As for argument-based estoppel, the opinion states that Pharma Tech failed to show that the facts before the panel were sufficiently analogous to cases where the estoppel was not found to absolve these claims from this species of estoppel.  Specifically, the opinion rejects Pharma Tech's attempted reliance on Insituform Technologies, Inc. v. CAT Contracting, Inc., 385 F.3d 1360 (Fed. Cir. 2004).  In that case, the Federal Circuit was able to find that there was "no indication in the prosecution history of any relationship between the narrowing amendment" and the asserted equivalent.  Here, in contrast, the Court found ample evidence that the amendments and arguments had more than a tangential relationship to patentability.  Similarly, the panel distinguished these facts from the situations arising in recent Federal Circuit decisions regarding the scope of estoppel, including Eli Lilly & Co. v.

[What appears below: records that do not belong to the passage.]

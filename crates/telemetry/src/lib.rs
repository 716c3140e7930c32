// Path: crates/telemetry/src/lib.rs
#![cfg_attr(
    not(test),
    deny(
        clippy::unwrap_used,
        clippy::expect_used,
        clippy::panic,
        clippy::unimplemented,
        clippy::todo,
        clippy::indexing_slicing
    )
)]

//! # HAPI Telemetry
//!
//! This crate provides the observability infrastructure for the HAPI SDK:
//! initialization of global structured logging, and a scope timer that reports
//! the latency of network round trips through `tracing`.

/// The initialization routine for global structured logging.
pub mod init;
/// A simple RAII timer for measuring the duration of a scope.
pub mod time;

pub use init::{init_tracing, LogFormat};
pub use time::Timer;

Hospira, Inc., 933 F.3d 1320, 1332 (Fed. Cir. 2019) and Ajinomoto Co. v. Int'l Trade Comm'n, 932 F.3d 1342, 1355 (Fed. Cir. 2019).

The outcome here illustrates the difficulty (if not impossibility) of predicting future design-around efforts by others, and how prudent prosecution practices include maintaining pending applications to give a patentee the flexibility to pursue claims that will be literally infringed by even the most clever competitors.

Pharma Tech Solutions, Inc. v. Lifescan, Inc. (Fed. Cir. 2019)
Panel: Circuit Judges Moore, Reyna, and Stoll
Opinion by Circuit Judge Stoll

DISCLAIMER: Because of the generality of this update, the information provided herein may not be applicable in all situations and should not be acted upon without specific legal advice based on particular situations.